6. CONFIDENTIAL INFORMATION. In consideration of the covenants of
Employer contained herein, Employee agrees as follows:
(a) Employee hereby agrees and acknowledges that he has had access
to, will have access to, and is and will become aware of certain confidential,
restricted and/or proprietary information concerning operation by the Employer
and its affiliates of their home health care businesses (collectively the
"Business"). Employee hereby undertakes and agrees that he will have a duty to
Employer and its affiliates to protect such information from use or disclosure.
(b) For the purposes of this Section 6, the following definitions
will apply:
(i) "Trade Secret" as related to the Business, will mean any
specialized technical information or data relating to (w) procurement
of medical equipment and other inventory for resale; (x) marketing
strategy or plans of Employer or its affiliates; (y) proprietary
computer software; and (z) terms of contracts with suppliers, employees
and principal customers of Employer or its affiliates which are not
generally known to the competitors of Employer.

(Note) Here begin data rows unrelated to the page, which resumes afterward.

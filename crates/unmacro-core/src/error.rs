//! Error types for unmacro

use crate::location::FileLinePosition;
use thiserror::Error;

/// unmacro error type
///
/// Every variant is fatal for a reconciliation run: the caller is expected
/// to propagate it and stop touching files. Recoverable anomalies are
/// reported as warnings instead.
#[derive(Error, Debug)]
pub enum Error {
    #[error("IO error: {0}")]
    Io(#[from] std::io::Error),

    #[error("JSON error: {0}")]
    Json(#[from] serde_json::Error),

    #[error("YAML error: {0}")]
    Yaml(#[from] serde_yaml::Error),

    #[error("Configuration error: {0}")]
    Config(String),

    #[error("File not found: {0}")]
    FileNotFound(String),

    #[error("Backup already exists: {0} (restore or remove it before expanding again)")]
    BackupExists(String),

    #[error("Command `{command}` failed ({status}){}", format_stderr(.stderr))]
    CommandFailed {
        command: String,
        status: String,
        stderr: String,
    },

    #[error("{location}: source line without preceding line marker")]
    MalformedOutput { location: FileLinePosition },

    #[error("Verification of preprocessed output failed for {failed} translation unit(s):\n{diffs}")]
    VerificationFailed { failed: usize, diffs: String },
}

fn format_stderr(stderr: &str) -> String {
    let stderr = stderr.trim_end();
    if stderr.is_empty() {
        String::new()
    } else {
        format!(":\n{}", stderr)
    }
}

/// Result type alias for unmacro
pub type Result<T> = std::result::Result<T, Error>;
//! Expansion bookkeeping
//!
//! Per source file and line, the distinct texts that line expanded to across
//! every translation unit and inclusion site. Entries are created on first
//! write and never removed; the reconciler only reads them.

use serde::Serialize;
use std::collections::BTreeMap;
use std::path::{Path, PathBuf};
use unmacro_core::FileLinePosition;

/// One distinct expansion text and everywhere it was observed
#[derive(Debug, Clone, PartialEq, Eq, Serialize)]
pub struct ExpansionOccurrences {
    /// Literal preprocessed text
    pub text: String,
    /// Positions in preprocessed artifacts, in observation order
    pub locations: Vec<FileLinePosition>,
}

impl ExpansionOccurrences {
    /// First place this text was observed
    pub fn first_location(&self) -> Option<&FileLinePosition> {
        self.locations.first()
    }
}

/// What one source line expanded to
#[derive(Debug, Clone, Default, PartialEq, Eq)]
pub struct LineInfo {
    /// Some inclusion site produced an empty line here (e.g. an untaken `#if` branch)
    pub saw_blank_expansion: bool,
    /// Distinct non-blank texts in first-seen order
    occurrences: Vec<ExpansionOccurrences>,
}

impl LineInfo {
    /// Record an empty expansion
    pub fn record_blank(&mut self) {
        self.saw_blank_expansion = true;
    }

    /// Record a non-blank expansion observed at `at`
    pub fn record_expansion(&mut self, text: &str, at: FileLinePosition) {
        match self.occurrences.iter_mut().find(|o| o.text == text) {
            Some(existing) => existing.locations.push(at),
            None => self.occurrences.push(ExpansionOccurrences {
                text: text.to_string(),
                locations: vec![at],
            }),
        }
    }

    /// Distinct non-blank expansions, first-seen first
    pub fn expansions(&self) -> &[ExpansionOccurrences] {
        &self.occurrences
    }
}

/// Line table of one source file
#[derive(Debug, Clone, Default)]
pub struct SourceFileInfo {
    lines: BTreeMap<u32, LineInfo>,
}

impl SourceFileInfo {
    /// Get or insert the entry for a line
    pub fn line_mut(&mut self, line: u32) -> &mut LineInfo {
        self.lines.entry(line).or_default()
    }

    /// Entry for a line, if it was ever observed
    pub fn line(&self, line: u32) -> Option<&LineInfo> {
        self.lines.get(&line)
    }

    pub fn len(&self) -> usize {
        self.lines.len()
    }

    pub fn is_empty(&self) -> bool {
        self.lines.is_empty()
    }
}

/// Every source file seen in a run, keyed by canonical path
#[derive(Debug, Clone, Default)]
pub struct SourceFiles {
    files: BTreeMap<PathBuf, SourceFileInfo>,
}

impl SourceFiles {
    pub fn new() -> Self {
        Self::default()
    }

    /// Get or insert the entry for a file
    pub fn file_mut(&mut self, path: &Path) -> &mut SourceFileInfo {
        self.files.entry(path.to_path_buf()).or_default()
    }

    /// Get or insert the entry for one line of a file
    pub fn line_mut(&mut self, path: &Path, line: u32) -> &mut LineInfo {
        self.file_mut(path).line_mut(line)
    }

    /// Entry for a file, if it was ever observed
    pub fn get(&self, path: &Path) -> Option<&SourceFileInfo> {
        self.files.get(path)
    }

    /// Files in path order
    pub fn iter(&self) -> impl Iterator<Item = (&Path, &SourceFileInfo)> {
        self.files.iter().map(|(p, info)| (p.as_path(), info))
    }

    pub fn len(&self) -> usize {
        self.files.len()
    }

    pub fn is_empty(&self) -> bool {
        self.files.is_empty()
    }
}

#[cfg(test)]
mod tests {
    use super::*;

    #[test]
    fn test_distinct_expansions_keep_first_seen_order() {
        let mut info = LineInfo::default();
        info.record_expansion("foo();", FileLinePosition::new("a.em.i", 10));
        info.record_expansion("bar();", FileLinePosition::new("b.em.i", 4));
        info.record_expansion("foo();", FileLinePosition::new("b.em.i", 20));

        let expansions = info.expansions();
        assert_eq!(expansions.len(), 2);
        assert_eq!(expansions[0].text, "foo();");
        assert_eq!(
            expansions[0].locations,
            vec![
                FileLinePosition::new("a.em.i", 10),
                FileLinePosition::new("b.em.i", 20)
            ]
        );
        assert_eq!(expansions[1].text, "bar();");
        assert_eq!(
            expansions[1].first_location(),
            Some(&FileLinePosition::new("b.em.i", 4))
        );
        assert!(!info.saw_blank_expansion);
    }

    #[test]
    fn test_blank_does_not_add_expansion() {
        let mut info = LineInfo::default();
        info.record_blank();
        assert!(info.saw_blank_expansion);
        assert!(info.expansions().is_empty());
    }

    #[test]
    fn test_get_or_insert() {
        let mut files = SourceFiles::new();
        assert!(files.get(Path::new("/p/a.c")).is_none());

        files
            .line_mut(Path::new("/p/a.c"), 3)
            .record_expansion("x;", FileLinePosition::new("a.em.i", 1));
        files.line_mut(Path::new("/p/a.c"), 1).record_blank();
        files.file_mut(Path::new("/p/b.h"));

        assert_eq!(files.len(), 2);
        let a = files.get(Path::new("/p/a.c")).unwrap();
        assert_eq!(a.len(), 2);
        assert!(a.line(1).unwrap().saw_blank_expansion);
        assert_eq!(a.line(3).unwrap().expansions()[0].text, "x;");
        assert!(a.line(2).is_none());
        assert!(files.get(Path::new("/p/b.h")).unwrap().is_empty());
    }
}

(ii) "Confidential Information," as related to the Business,
will mean any data or information, other than Trade Secrets, which is
material to Employer or its affiliates and not generally known by the
public. Confidential Information will include, without limitation, any
information pertaining to the Business Opportunities (as hereinafter
defined) of Employer or its affiliates, the details of this Agreement,
and the business plans, financial statements and projections of
Employer or its affiliates.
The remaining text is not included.